An otherwise healthy two-month-old female C57BL/6J mouse presented with a left-sided head tilt. Differential diagnoses included idiopathic necrotizing arteritis, bacterial otitis media/interna (Pasteurella pneumotropica, Pseudomonas aeruginosa, Streptococcus sp., Mycoplasma pulmonis and Burkholderia gladioli), encephalitis, an abscess, neoplasia, a congenital malformation and an accidental or iatrogenic head trauma. Magnetic resonance imaging (MRI) revealed a large space-occupying right olfactory lobe intra-axial lesion with severe secondary left-sided subfalcine herniation. Following imaging, the animal was euthanized due to poor prognosis. Histopathologic examination revealed a unilateral, full-thickness bone defect at the base of the cribriform plate and nasal conchae dysplasia, resulting in the herniation of the olfactory bulb into the nasal cavity. There was also a left midline-shift of the frontal cortex and moderate catarrhal sinusitis in the left mandibular sinus. The MRI and histopathologic changes are consistent with a congenital malformation of the nasal cavity and frontal aspect of the skull known as an ethmoidal meningoencephalocele. Encephaloceles are rare abnormalities caused by herniation of contents of the brain through a defect in the skull which occur due to disruption of the neural tube closure at the level anterior neuropore or secondary to trauma, surgical complications, cleft palate or increased intracranial pressure. The etiology is incompletely understood but hypotheses include genetics, vitamin deficiency, teratogens, infectious agents and environmental factors. Ethmoidal encephaloceles have been reported in multiple species including humans but have not been reported previously in mice. There are multiple models for spontaneous and induced craniofacial malformation in mice, but none described for ethmoidal encephaloceles.
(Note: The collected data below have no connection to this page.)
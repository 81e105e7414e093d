//! # Gateway Providers
//!
//! Upstream model providers for the chat gateway.
//!
//! - Google AI (Gemini), streaming via `streamGenerateContent`

#![forbid(unsafe_code)]
#![warn(missing_docs)]

#[cfg(feature = "google")]
pub mod google;

#[cfg(feature = "google")]
pub mod google_stream;

#[cfg(feature = "google")]
pub use google::{GoogleConfig, GoogleProvider, DEFAULT_BASE_URL};

#[cfg(feature = "google")]
pub use google_stream::{GeminiStreamDecoder, JsonObjectScanner, DEFAULT_MAX_OBJECT_BYTES};
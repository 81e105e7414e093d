//! Upstream model provider abstraction.

use crate::error::GatewayError;
use crate::request::ChatRequest;
use async_trait::async_trait;
use futures::stream::BoxStream;

/// Stream of decoded text segments from an accepted upstream call.
///
/// Each item is one logical text segment, in upstream order. An `Err` item is a
/// mid-stream failure and is always the last item the stream yields.
pub type SegmentStream = BoxStream<'static, Result<String, GatewayError>>;

/// An upstream request body ready to send
#[derive(Debug, Clone, PartialEq)]
pub struct PreparedRequest {
    /// Resolved model identifier
    pub model: String,
    /// Provider-specific JSON body
    pub body: serde_json::Value,
}

/// A streaming chat backend
#[async_trait]
pub trait LLMProvider: Send + Sync {
    /// Provider instance ID, used in logs and metrics
    fn id(&self) -> &str;

    /// Map a client request to the provider's schema without any I/O.
    ///
    /// # Errors
    /// Returns [`GatewayError::Translation`] when the request cannot be expressed
    fn translate(&self, request: &ChatRequest) -> Result<PreparedRequest, GatewayError>;

    /// Issue the streaming call.
    ///
    /// Resolves once the provider has accepted the call (success status). A
    /// rejected call, connect failure, or timeout is [`GatewayError::Upstream`].
    async fn open_stream(&self, request: PreparedRequest) -> Result<SegmentStream, GatewayError>;
}
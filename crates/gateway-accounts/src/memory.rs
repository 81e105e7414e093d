//! Process-local identity table and usage ledger.
//!
//! Used for development and tests; state is lost on restart.

use async_trait::async_trait;
use dashmap::DashMap;
use gateway_core::{GatewayError, IdentityResolver, Profile, QuotaLedger, UserIdentity};
use std::collections::HashMap;

/// Resolves tokens from a fixed token-to-user table
#[derive(Debug, Default)]
pub struct StaticIdentityResolver {
    tokens: HashMap<String, UserIdentity>,
}

impl StaticIdentityResolver {
    /// Create a resolver from a token to user ID table
    pub fn new<I, T, U>(tokens: I) -> Self
    where
        I: IntoIterator<Item = (T, U)>,
        T: Into<String>,
        U: Into<String>,
    {
        Self {
            tokens: tokens
                .into_iter()
                .map(|(token, user)| (token.into(), UserIdentity::new(user)))
                .collect(),
        }
    }
}

#[async_trait]
impl IdentityResolver for StaticIdentityResolver {
    async fn resolve(&self, token: &str) -> Result<UserIdentity, GatewayError> {
        self.tokens
            .get(token)
            .cloned()
            .ok_or_else(|| GatewayError::authentication("Unauthorized"))
    }
}

/// Usage counters held in memory
#[derive(Debug, Default)]
pub struct InMemoryQuotaLedger {
    profiles: DashMap<UserIdentity, Profile>,
}

impl InMemoryQuotaLedger {
    /// Create an empty ledger
    #[must_use]
    pub fn new() -> Self {
        Self::default()
    }

    /// Insert or replace a profile row
    pub fn insert(&self, user: impl Into<String>, profile: Profile) {
        self.profiles.insert(UserIdentity::new(user), profile);
    }

    /// Add a profile row
    #[must_use]
    pub fn with_profile(self, user: impl Into<String>, profile: Profile) -> Self {
        self.insert(user, profile);
        self
    }

    /// Current snapshot of a profile
    pub fn profile(&self, user: &str) -> Option<Profile> {
        self.profiles
            .get(&UserIdentity::new(user))
            .map(|entry| *entry.value())
    }
}

#[async_trait]
impl QuotaLedger for InMemoryQuotaLedger {
    async fn read_profile(&self, user: &UserIdentity) -> Result<Profile, GatewayError> {
        self.profiles
            .get(user)
            .map(|entry| *entry.value())
            .ok_or(GatewayError::ProfileNotFound)
    }

    async fn increment_usage(&self, user: &UserIdentity) -> Result<(), GatewayError> {
        let mut entry = self
            .profiles
            .get_mut(user)
            .ok_or(GatewayError::ProfileNotFound)?;
        entry.usage_count = entry.usage_count.saturating_add(1);
        Ok(())
    }
}
//! Custom Axum extractors for the gateway.

use axum::{
    async_trait,
    extract::FromRequestParts,
    http::{header, request::Parts},
};
use std::convert::Infallible;

/// Header carrying the request ID
pub const REQUEST_ID_HEADER: &str = "x-request-id";

/// Request ID assigned by the request ID middleware, or taken from headers
#[derive(Debug, Clone)]
pub struct RequestId(pub String);

#[async_trait]
impl<S> FromRequestParts<S> for RequestId
where
    S: Send + Sync,
{
    type Rejection = Infallible;

    async fn from_request_parts(parts: &mut Parts, _state: &S) -> Result<Self, Self::Rejection> {
        if let Some(id) = parts.extensions.get::<Self>() {
            return Ok(id.clone());
        }

        let id = parts
            .headers
            .get(REQUEST_ID_HEADER)
            .or_else(|| parts.headers.get("x-correlation-id"))
            .and_then(|v| v.to_str().ok())
            .filter(|v| !v.is_empty())
            .map_or_else(|| uuid::Uuid::new_v4().to_string(), String::from);

        Ok(Self(id))
    }
}

/// Raw `Authorization` header, if present and valid UTF-8.
///
/// Interpretation is left to the orchestrator so that a missing or malformed
/// credential is reported like any other authentication failure.
#[derive(Debug, Clone)]
pub struct AuthorizationHeader(pub Option<String>);

#[async_trait]
impl<S> FromRequestParts<S> for AuthorizationHeader
where
    S: Send + Sync,
{
    type Rejection = Infallible;

    async fn from_request_parts(parts: &mut Parts, _state: &S) -> Result<Self, Self::Rejection> {
        Ok(Self(
            parts
                .headers
                .get(header::AUTHORIZATION)
                .and_then(|v| v.to_str().ok())
                .map(String::from),
        ))
    }
}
一只健康的两个月大雌性 C57BL/6J 小鼠出现左侧头部倾斜。鉴别诊断包括特发性坏死性动脉炎、细菌性中耳炎/内耳炎（嗜肺巴氏杆菌、铜绿假单胞菌、链球菌、肺支原体和剑兰伯克霍尔德杆菌）、脑炎、脓肿、肿瘤、先天性畸形和意外或医源性头部外伤。磁共振成像（MRI）显示右侧嗅叶轴内有一个大的占位病变，并伴有严重的继发性左侧镰下疝。成像后，由于预后不良，该动物被安乐死。组织病理学检查显示筛板底部存在单侧全层骨缺损和鼻甲发育不良，导致嗅球突出进入鼻腔。额叶皮质向左中线移位，左下颌窦出现中度卡他性鼻窦炎。 MRI 和组织病理学变化与鼻腔和颅骨额部的先天性畸形（称为筛骨脑膜脑膨出）一致。脑膨出是一种罕见的异常现象，是由于前神经孔水平的神经管闭合破坏或继发于创伤、手术并发症、腭裂或颅内压升高而导致的脑内容物通过颅骨缺损突出而引起的。其病因尚不完全清楚，但假设包括遗传、维生素缺乏、致畸、传染源和环境因素。 筛状脑膨出已在包括人类在内的多个物种中报道过，但此前尚未在小鼠中报道过。小鼠自发性和诱发性颅面畸形有多种模型，但没有描述筛骨脑膨出的模型。